INSTRUCTIONS FOR THE TASK ▸ Go through the material below and copy all lines with "ExcludeRule".

DATA LISTING ▸

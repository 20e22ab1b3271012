use chrono::NaiveDate;
use serde::{Deserialize, Serialize};
use std::path::{Path, PathBuf};

/// Default size limit for `._*` metadata files that may be ignored
pub const DEFAULT_METADATA_MAX_SIZE: u64 = 4096;

/// Date and optional description extracted from a folder name
#[derive(Debug, Clone, PartialEq, Eq, Serialize, Deserialize)]
pub struct ParsedFolderName {
    pub date: NaiveDate,
    pub description: Option<String>,
}

/// A dated folder found directly under one of the two roots
#[derive(Debug, Clone, PartialEq, Eq, Serialize, Deserialize)]
pub struct FolderDescriptor {
    pub path: PathBuf,
    pub date: NaiveDate,
    pub description: Option<String>,
}

impl FolderDescriptor {
    /// Final path component, used when rendering reports
    pub fn name(&self) -> String {
        folder_name(&self.path)
    }
}

pub(crate) fn folder_name(path: &Path) -> String {
    path.file_name()
        .map(|name| name.to_string_lossy().into_owned())
        .unwrap_or_else(|| path.to_string_lossy().into_owned())
}

/// A regular file found while scanning a folder
#[derive(Debug, Clone, PartialEq, Eq, Hash, PartialOrd, Ord, Serialize, Deserialize)]
pub struct FileRecord {
    /// Path relative to the scanned folder, always `/`-separated
    pub relative_path: String,
    pub size: u64,
}

/// Source and destination folder sharing the same date
#[derive(Debug, Clone, PartialEq, Eq, Serialize, Deserialize)]
pub struct MatchedPair {
    pub date: NaiveDate,
    pub source: FolderDescriptor,
    pub destination: FolderDescriptor,
}

/// Why a folder did not take part in a pair
#[derive(Debug, Clone, Copy, PartialEq, Eq, Serialize, Deserialize)]
pub enum UnmatchedReason {
    /// No folder on the other side carries this date
    NoCounterpart,
    /// Another folder with the same date was paired instead
    DuplicateDate,
    /// The name does not follow the naming convention of its tree
    Unparseable,
}

impl UnmatchedReason {
    pub fn describe(&self) -> &'static str {
        match self {
            UnmatchedReason::NoCounterpart => "No matching folder on the other side",
            UnmatchedReason::DuplicateDate => "Another folder with the same date was matched",
            UnmatchedReason::Unparseable => "Could not parse date from folder name",
        }
    }
}

#[derive(Debug, Clone, PartialEq, Eq, Serialize, Deserialize)]
pub struct UnmatchedFolder {
    pub path: PathBuf,
    pub date: Option<NaiveDate>,
    pub description: Option<String>,
    pub reason: UnmatchedReason,
}

impl UnmatchedFolder {
    pub fn from_descriptor(descriptor: FolderDescriptor, reason: UnmatchedReason) -> Self {
        Self {
            path: descriptor.path,
            date: Some(descriptor.date),
            description: descriptor.description,
            reason,
        }
    }

    pub fn unparseable(path: PathBuf) -> Self {
        Self {
            path,
            date: None,
            description: None,
            reason: UnmatchedReason::Unparseable,
        }
    }

    pub fn name(&self) -> String {
        folder_name(&self.path)
    }
}

/// A file present on both sides with differing sizes
#[derive(Debug, Clone, PartialEq, Eq, Serialize, Deserialize)]
pub struct SizeMismatch {
    pub relative_path: String,
    pub source_size: u64,
    pub destination_size: u64,
}

/// Non-fatal problem hit while walking a folder
#[derive(Debug, Clone, PartialEq, Eq, Serialize, Deserialize)]
pub struct ScanWarning {
    pub path: Option<PathBuf>,
    pub message: String,
}

/// Outcome of verifying one matched pair
#[derive(Debug, Clone, Copy, PartialEq, Eq, Serialize, Deserialize)]
pub enum FolderStatus {
    /// Every source file is present with the same size
    Matched,
    /// At least one file is missing or differs in size
    Partial,
    /// A scan was stopped before it finished
    Incomplete,
}

#[derive(Debug, Clone, Serialize, Deserialize)]
pub struct FolderComparisonResult {
    pub pair: MatchedPair,
    pub source_file_count: usize,
    pub destination_file_count: usize,
    pub missing: Vec<FileRecord>,
    pub size_mismatches: Vec<SizeMismatch>,
    pub warnings: Vec<ScanWarning>,
    pub status: FolderStatus,
}

impl FolderComparisonResult {
    pub fn is_matched(&self) -> bool {
        self.status == FolderStatus::Matched
    }
}

/// Aggregate counts over a verification run
#[derive(Debug, Clone, Default, PartialEq, Eq, Serialize, Deserialize)]
pub struct ReportTotals {
    pub folders_checked: usize,
    pub folders_matched: usize,
    pub total_source_files: usize,
    pub total_destination_files: usize,
    pub missing_files: usize,
    pub size_mismatches: usize,
    pub unmatched_source: usize,
    pub unmatched_destination: usize,
    pub scan_warnings: usize,
}

impl ReportTotals {
    pub fn missing_or_mismatched(&self) -> usize {
        self.missing_files + self.size_mismatches
    }
}

#[derive(Debug, Clone, Serialize, Deserialize)]
pub struct VerificationReport {
    pub source_root: PathBuf,
    pub destination_root: PathBuf,
    pub results: Vec<FolderComparisonResult>,
    pub unmatched_source: Vec<UnmatchedFolder>,
    pub unmatched_destination: Vec<UnmatchedFolder>,
    pub totals: ReportTotals,
    pub overall_success: bool,
}

/// Settings read from `backupcheck.toml`
#[derive(Debug, Clone, Serialize, Deserialize)]
pub struct AppConfig {
    /// Gitignore-style patterns for files that never count as missing
    #[serde(default)]
    pub ignore_patterns: Vec<String>,

    /// Skip small `._*` metadata files, as the delete tool would remove them
    #[serde(default)]
    pub ignore_deleted: bool,

    /// Largest `._*` file considered metadata
    #[serde(default = "default_metadata_max_size")]
    pub metadata_max_size: u64,

    /// Compare relative paths without regard to case
    #[serde(default)]
    pub case_insensitive_paths: bool,

    /// Worker threads used to verify folder pairs
    #[serde(default)]
    pub threads: Option<usize>,
}

fn default_metadata_max_size() -> u64 {
    DEFAULT_METADATA_MAX_SIZE
}

impl Default for AppConfig {
    fn default() -> Self {
        Self {
            ignore_patterns: Vec::new(),
            ignore_deleted: false,
            metadata_max_size: DEFAULT_METADATA_MAX_SIZE,
            case_insensitive_paths: false,
            threads: None,
        }
    }
}
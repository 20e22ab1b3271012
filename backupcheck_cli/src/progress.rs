use backupcheck_common::{FolderComparisonResult, FolderStatus};
use backupcheck_core::ProgressSink;
use indicatif::{ProgressBar, ProgressStyle};
use std::time::Duration;

/// Progress bar over matched folder pairs, drawn on stderr
pub struct FolderProgress {
    bar: ProgressBar,
}

impl FolderProgress {
    pub fn new() -> Self {
        let bar = ProgressBar::new(0);
        bar.set_style(
            ProgressStyle::default_bar()
                .template("{spinner:.green} [{wide_bar:.cyan/blue}] {pos}/{len} folders {msg}")
                .unwrap_or_else(|_| ProgressStyle::default_bar()),
        );
        Self { bar }
    }
}

impl ProgressSink for FolderProgress {
    fn on_start(&self, total_pairs: usize) {
        self.bar.set_length(total_pairs as u64);
        self.bar.enable_steady_tick(Duration::from_millis(100));
    }

    fn on_folder_done(&self, result: &FolderComparisonResult) {
        let mark = match result.status {
            FolderStatus::Matched => "✓",
            FolderStatus::Partial => "✗",
            FolderStatus::Incomplete => "⚠",
        };
        self.bar.set_message(format!("{} {}", mark, result.pair.source.name()));
        self.bar.inc(1);
    }

    fn on_finish(&self) {
        self.bar.finish_and_clear();
    }
}
use backupcheck_common::{FileRecord, FolderStatus, SizeMismatch};
use std::collections::HashMap;
use tracing::debug;

/// How relative paths are matched between the two sides
#[derive(Debug, Clone, Copy, PartialEq, Eq, Default)]
pub enum CaseSensitivity {
    /// Exact byte-for-byte path match
    #[default]
    Sensitive,
    /// Paths that differ only in letter case are the same file
    Insensitive,
}

impl CaseSensitivity {
    fn key(&self, relative_path: &str) -> String {
        match self {
            CaseSensitivity::Sensitive => relative_path.to_string(),
            CaseSensitivity::Insensitive => relative_path.to_lowercase(),
        }
    }
}

/// Destination file set indexed by relative path
#[derive(Debug, Clone, Default)]
pub struct DestinationIndex {
    /// Under case folding several files can share a key
    sizes: HashMap<String, Vec<u64>>,
    file_count: usize,
    case: CaseSensitivity,
}

impl DestinationIndex {
    pub fn new<I>(records: I, case: CaseSensitivity) -> Self
    where
        I: IntoIterator<Item = FileRecord>,
    {
        let mut index = DestinationIndex {
            case,
            ..Default::default()
        };
        for record in records {
            let sizes = index.sizes.entry(case.key(&record.relative_path)).or_default();
            if !sizes.is_empty() {
                debug!(
                    "Destination paths differing only in case: {}",
                    record.relative_path
                );
            }
            sizes.push(record.size);
            index.file_count += 1;
        }
        index
    }

    /// Number of records indexed, including any that collapsed onto the same
    /// key under case-insensitive matching
    pub fn file_count(&self) -> usize {
        self.file_count
    }

    /// Sizes of every destination file stored under this path
    pub fn sizes_of(&self, relative_path: &str) -> Option<&[u64]> {
        self.sizes
            .get(&self.case.key(relative_path))
            .map(Vec::as_slice)
    }
}

/// Source files not accounted for in the destination
#[derive(Debug, Clone, Default, PartialEq, Eq)]
pub struct FileSetDiff {
    pub source_file_count: usize,
    pub missing: Vec<FileRecord>,
    pub size_mismatches: Vec<SizeMismatch>,
}

impl FileSetDiff {
    pub fn status(&self) -> FolderStatus {
        if self.missing.is_empty() && self.size_mismatches.is_empty() {
            FolderStatus::Matched
        } else {
            FolderStatus::Partial
        }
    }
}

/// Checks source files one at a time against a destination index, so the
/// source side can be streamed straight from the scanner.
pub struct FileSetComparer<'a> {
    destination: &'a DestinationIndex,
    diff: FileSetDiff,
}

impl<'a> FileSetComparer<'a> {
    pub fn new(destination: &'a DestinationIndex) -> Self {
        Self {
            destination,
            diff: FileSetDiff::default(),
        }
    }

    pub fn check(&mut self, record: FileRecord) {
        self.diff.source_file_count += 1;

        match self.destination.sizes_of(&record.relative_path) {
            None | Some([]) => self.diff.missing.push(record),
            Some(sizes) if sizes.contains(&record.size) => {}
            Some(sizes) => {
                self.diff.size_mismatches.push(SizeMismatch {
                    relative_path: record.relative_path,
                    source_size: record.size,
                    destination_size: sizes[0],
                });
            }
        }
    }

    /// Finish the comparison with results ordered by relative path
    pub fn finish(mut self) -> FileSetDiff {
        self.diff.missing.sort();
        self.diff
            .size_mismatches
            .sort_by(|a, b| a.relative_path.cmp(&b.relative_path));
        self.diff
    }
}

/// Compare a source file stream against a destination index.
///
/// Files that exist only in the destination are not reported.
pub fn compare<I>(source: I, destination: &DestinationIndex) -> FileSetDiff
where
    I: IntoIterator<Item = FileRecord>,
{
    let mut comparer = FileSetComparer::new(destination);
    for record in source {
        comparer.check(record);
    }
    comparer.finish()
}

#[cfg(test)]
mod tests {
    use super::*;

    fn record(path: &str, size: u64) -> FileRecord {
        FileRecord {
            relative_path: path.to_string(),
            size,
        }
    }

    #[test]
    fn test_identical_sets_match() {
        let destination = DestinationIndex::new(vec![record("a.jpg", 10)], CaseSensitivity::Sensitive);
        let diff = compare(vec![record("a.jpg", 10)], &destination);

        assert_eq!(diff.source_file_count, 1);
        assert!(diff.missing.is_empty());
        assert!(diff.size_mismatches.is_empty());
        assert_eq!(diff.status(), FolderStatus::Matched);
    }

    #[test]
    fn test_size_mismatch() {
        let destination = DestinationIndex::new(vec![record("a.jpg", 5)], CaseSensitivity::Sensitive);
        let diff = compare(vec![record("a.jpg", 10)], &destination);

        assert!(diff.missing.is_empty());
        assert_eq!(
            diff.size_mismatches,
            vec![SizeMismatch {
                relative_path: "a.jpg".to_string(),
                source_size: 10,
                destination_size: 5,
            }]
        );
        assert_eq!(diff.status(), FolderStatus::Partial);
    }

    #[test]
    fn test_missing_files_sorted_and_destination_extras_ignored() {
        let destination = DestinationIndex::new(
            vec![record("b.jpg", 1), record("extra.jpg", 7)],
            CaseSensitivity::Sensitive,
        );
        let diff = compare(
            vec![record("sub/z.mov", 3), record("b.jpg", 1), record("a.jpg", 2)],
            &destination,
        );

        assert_eq!(diff.source_file_count, 3);
        assert_eq!(diff.missing, vec![record("a.jpg", 2), record("sub/z.mov", 3)]);
        assert!(diff.size_mismatches.is_empty());
        assert_eq!(diff.status(), FolderStatus::Partial);
    }

    #[test]
    fn test_empty_source_is_matched() {
        let destination = DestinationIndex::new(vec![record("a.jpg", 1)], CaseSensitivity::Sensitive);
        let diff = compare(Vec::new(), &destination);
        assert_eq!(diff.source_file_count, 0);
        assert_eq!(diff.status(), FolderStatus::Matched);
    }

    #[test]
    fn test_case_sensitivity() {
        let source = vec![record("IMG_0001.JPG", 4)];

        let sensitive = DestinationIndex::new(vec![record("img_0001.jpg", 4)], CaseSensitivity::Sensitive);
        assert_eq!(compare(source.clone(), &sensitive).missing.len(), 1);

        let insensitive =
            DestinationIndex::new(vec![record("img_0001.jpg", 4)], CaseSensitivity::Insensitive);
        let diff = compare(source, &insensitive);
        assert!(diff.missing.is_empty());
        assert_eq!(diff.status(), FolderStatus::Matched);
    }

    #[test]
    fn test_destination_file_count() {
        let index = DestinationIndex::new(
            vec![record("a", 1), record("A", 1), record("b", 2)],
            CaseSensitivity::Insensitive,
        );
        assert_eq!(index.file_count(), 3);
        assert_eq!(index.sizes_of("B"), Some(&[2][..]));
        assert_eq!(index.sizes_of("a"), Some(&[1, 1][..]));
        assert_eq!(index.sizes_of("c"), None);
    }

    #[test]
    fn test_case_folded_collision_keeps_every_size() {
        let index = DestinationIndex::new(
            vec![record("IMG.jpg", 10), record("img.JPG", 20)],
            CaseSensitivity::Insensitive,
        );

        let diff = compare(vec![record("img.jpg", 10), record("Img.Jpg", 20)], &index);
        assert!(diff.missing.is_empty());
        assert!(diff.size_mismatches.is_empty());

        let diff = compare(vec![record("IMG.JPG", 30)], &index);
        assert_eq!(
            diff.size_mismatches,
            vec![SizeMismatch {
                relative_path: "IMG.JPG".to_string(),
                source_size: 30,
                destination_size: 10,
            }]
        );
    }
}
pub mod comparer;
pub mod folder_name;
pub mod matcher;
pub mod report;
pub mod scanner;
pub mod verifier;

pub use comparer::{compare, CaseSensitivity, DestinationIndex, FileSetComparer, FileSetDiff};
pub use folder_name::{
    format_destination_date, parse_destination_folder_name, parse_source_folder_name,
};
pub use matcher::{list_child_folders, match_folders, FolderIndex, FolderMatching};
pub use report::{render_json, render_text, ReportBuilder};
pub use scanner::{
    AnyRule, ExcludeRule, FileWalk, FolderScanner, MacMetadataRule, NoExclusion, PatternRule,
    ScanItem, ScanOutcome,
};
pub use verifier::{verify, NoProgress, ProgressSink, VerifyOptions};
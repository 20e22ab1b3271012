use crate::comparer::{CaseSensitivity, DestinationIndex, FileSetComparer, FileSetDiff};
use crate::folder_name::{parse_destination_folder_name, parse_source_folder_name};
use crate::matcher::{list_child_folders, match_folders, FolderIndex};
use crate::report::ReportBuilder;
use crate::scanner::{
    AnyRule, ExcludeRule, FolderScanner, MacMetadataRule, NoExclusion, PatternRule, ScanItem,
};
use backupcheck_common::{
    AppConfig, FolderComparisonResult, FolderStatus, MatchedPair, TreeSide, VerificationReport,
    VerifyError,
};
use rayon::prelude::*;
use rayon::ThreadPoolBuilder;
use std::path::Path;
use std::sync::atomic::AtomicBool;
use std::sync::Arc;
use tracing::{debug, info, warn};

/// Receives progress notifications while folder pairs are verified.
/// Calls may arrive from several worker threads.
pub trait ProgressSink: Send + Sync {
    fn on_start(&self, _total_pairs: usize) {}
    fn on_folder_done(&self, _result: &FolderComparisonResult) {}
    fn on_finish(&self) {}
}

#[derive(Debug, Clone, Copy, Default)]
pub struct NoProgress;

impl ProgressSink for NoProgress {}

/// Knobs for a verification run
#[derive(Clone)]
pub struct VerifyOptions {
    /// Files matching this rule are left out on both sides
    pub exclusion: Arc<dyn ExcludeRule>,
    pub case_sensitivity: CaseSensitivity,
    /// Size of the worker pool; `None` uses one thread per core
    pub threads: Option<usize>,
    /// Raising this flag stops running scans; their folders become `Incomplete`
    pub cancel: Option<Arc<AtomicBool>>,
    pub progress: Arc<dyn ProgressSink>,
}

impl Default for VerifyOptions {
    fn default() -> Self {
        Self {
            exclusion: Arc::new(NoExclusion),
            case_sensitivity: CaseSensitivity::Sensitive,
            threads: None,
            cancel: None,
            progress: Arc::new(NoProgress),
        }
    }
}

impl VerifyOptions {
    /// Options described by a configuration file
    pub fn from_config(config: &AppConfig) -> Result<Self, VerifyError> {
        let mut rule = AnyRule::new();
        if config.ignore_deleted {
            rule = rule.with(MacMetadataRule {
                max_size: config.metadata_max_size,
            });
        }
        if !config.ignore_patterns.is_empty() {
            rule = rule.with(PatternRule::new(config.ignore_patterns.as_slice())?);
        }

        let exclusion: Arc<dyn ExcludeRule> = if rule.is_empty() {
            Arc::new(NoExclusion)
        } else {
            Arc::new(rule)
        };

        Ok(Self {
            exclusion,
            case_sensitivity: if config.case_insensitive_paths {
                CaseSensitivity::Insensitive
            } else {
                CaseSensitivity::Sensitive
            },
            threads: config.threads,
            ..Default::default()
        })
    }

    pub fn with_exclusion(mut self, exclusion: Arc<dyn ExcludeRule>) -> Self {
        self.exclusion = exclusion;
        self
    }

    pub fn with_threads(mut self, threads: usize) -> Self {
        self.threads = Some(threads);
        self
    }

    pub fn with_cancel(mut self, cancel: Arc<AtomicBool>) -> Self {
        self.cancel = Some(cancel);
        self
    }

    pub fn with_progress(mut self, progress: Arc<dyn ProgressSink>) -> Self {
        self.progress = progress;
        self
    }
}

/// Verify that every dated source folder has a complete copy under
/// `destination_root`.
///
/// Only a missing or non-directory root is an error; every other problem is
/// recorded in the returned report.
pub fn verify(
    source_root: &Path,
    destination_root: &Path,
    options: &VerifyOptions,
) -> Result<VerificationReport, VerifyError> {
    check_root(source_root, TreeSide::Source)?;
    check_root(destination_root, TreeSide::Destination)?;

    info!("Starting backup verification");
    info!("  Source:      {}", source_root.display());
    info!("  Destination: {}", destination_root.display());

    let source_index = FolderIndex::build(list_child_folders(source_root)?, parse_source_folder_name);
    info!(
        "Found {} unique dates in source folders ({} unparseable)",
        source_index.dates().count(),
        source_index.unparseable().len()
    );

    let destination_index = FolderIndex::build(
        list_child_folders(destination_root)?,
        parse_destination_folder_name,
    );
    info!(
        "Found {} unique dates in destination folders ({} unparseable)",
        destination_index.dates().count(),
        destination_index.unparseable().len()
    );

    let matching = match_folders(source_index, destination_index);
    let scanner = FolderScanner::new(Arc::clone(&options.exclusion));

    let pool = ThreadPoolBuilder::new()
        .num_threads(options.threads.unwrap_or(0))
        .build()
        .map_err(|e| {
            VerifyError::Io(std::io::Error::new(
                std::io::ErrorKind::Other,
                format!("Failed to start worker pool: {}", e),
            ))
        })?;

    options.progress.on_start(matching.pairs.len());
    let results: Vec<FolderComparisonResult> = pool.install(|| {
        matching
            .pairs
            .into_par_iter()
            .map(|pair| {
                let result = verify_pair(&scanner, pair, options);
                options.progress.on_folder_done(&result);
                result
            })
            .collect()
    });
    options.progress.on_finish();

    let mut builder = ReportBuilder::new(source_root, destination_root)
        .with_unmatched(matching.unmatched_source, matching.unmatched_destination);
    for result in results {
        builder.push_result(result);
    }
    let report = builder.build();

    if report.overall_success {
        info!("Verification completed successfully - all files verified");
    } else {
        warn!(
            "Verification completed with issues: {} missing, {} size mismatches, {} unmatched folders",
            report.totals.missing_files,
            report.totals.size_mismatches,
            report.totals.unmatched_source + report.totals.unmatched_destination
        );
    }
    Ok(report)
}

fn check_root(path: &Path, side: TreeSide) -> Result<(), VerifyError> {
    if !path.exists() {
        return Err(VerifyError::RootNotFound {
            side,
            path: path.to_path_buf(),
        });
    }
    if !path.is_dir() {
        return Err(VerifyError::NotADirectory {
            side,
            path: path.to_path_buf(),
        });
    }
    Ok(())
}

/// Index the destination folder, then stream the source folder through the
/// comparer.
fn verify_pair(
    scanner: &FolderScanner,
    pair: MatchedPair,
    options: &VerifyOptions,
) -> FolderComparisonResult {
    let cancel = options.cancel.as_deref();
    debug!(
        "Checking {} against {}",
        pair.source.path.display(),
        pair.destination.path.display()
    );

    let destination_scan = scanner.scan(&pair.destination.path, cancel);
    let mut warnings = destination_scan.warnings;
    let index = DestinationIndex::new(destination_scan.files, options.case_sensitivity);

    let mut comparer = FileSetComparer::new(&index);
    let mut walk = scanner.walk(&pair.source.path, cancel);
    let mut source_skipped = false;
    for item in walk.by_ref() {
        match item {
            ScanItem::File(record) => comparer.check(record),
            ScanItem::Warning(warning) => {
                source_skipped = true;
                warnings.push(warning);
            }
        }
    }
    let complete = destination_scan.complete && walk.is_complete();
    let diff = comparer.finish();

    for warning in &warnings {
        warn!(
            "Scan warning in {}: {}",
            warning
                .path
                .as_ref()
                .map(|p| p.display().to_string())
                .unwrap_or_default(),
            warning.message
        );
    }

    let status = pair_status(&diff, complete, source_skipped);
    match status {
        FolderStatus::Matched => info!("✓ All files verified in {}", pair.destination.name()),
        FolderStatus::Partial => warn!(
            "✗ {} files missing or mismatched in {}",
            diff.missing.len() + diff.size_mismatches.len(),
            pair.destination.name()
        ),
        FolderStatus::Incomplete => warn!(
            "Scan of {} did not finish or skipped unreadable entries",
            pair.source.name()
        ),
    }

    FolderComparisonResult {
        pair,
        source_file_count: diff.source_file_count,
        destination_file_count: index.file_count(),
        missing: diff.missing,
        size_mismatches: diff.size_mismatches,
        warnings,
        status,
    }
}

/// Source entries that could not be read were never compared, so a clean
/// diff does not prove the folder is complete. Unreadable destination entries
/// already surface as missing files.
fn pair_status(diff: &FileSetDiff, complete: bool, source_skipped: bool) -> FolderStatus {
    if !complete || source_skipped {
        FolderStatus::Incomplete
    } else {
        diff.status()
    }
}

OUTPUT ▸
    AnyRule, ExcludeRule, FileWalk, FolderScanner, MacMetadataRule, NoExclusion, PatternRule,
    AnyRule, ExcludeRule, FolderScanner, MacMetadataRule, NoExclusion, PatternRule, ScanItem,
    pub exclusion: Arc<dyn ExcludeRule>,
        let exclusion: Arc<dyn ExcludeRule> = if rule.is_empty() {
    pub fn with_exclusion(mut self, exclusion: Arc<dyn ExcludeRule>) -> Self {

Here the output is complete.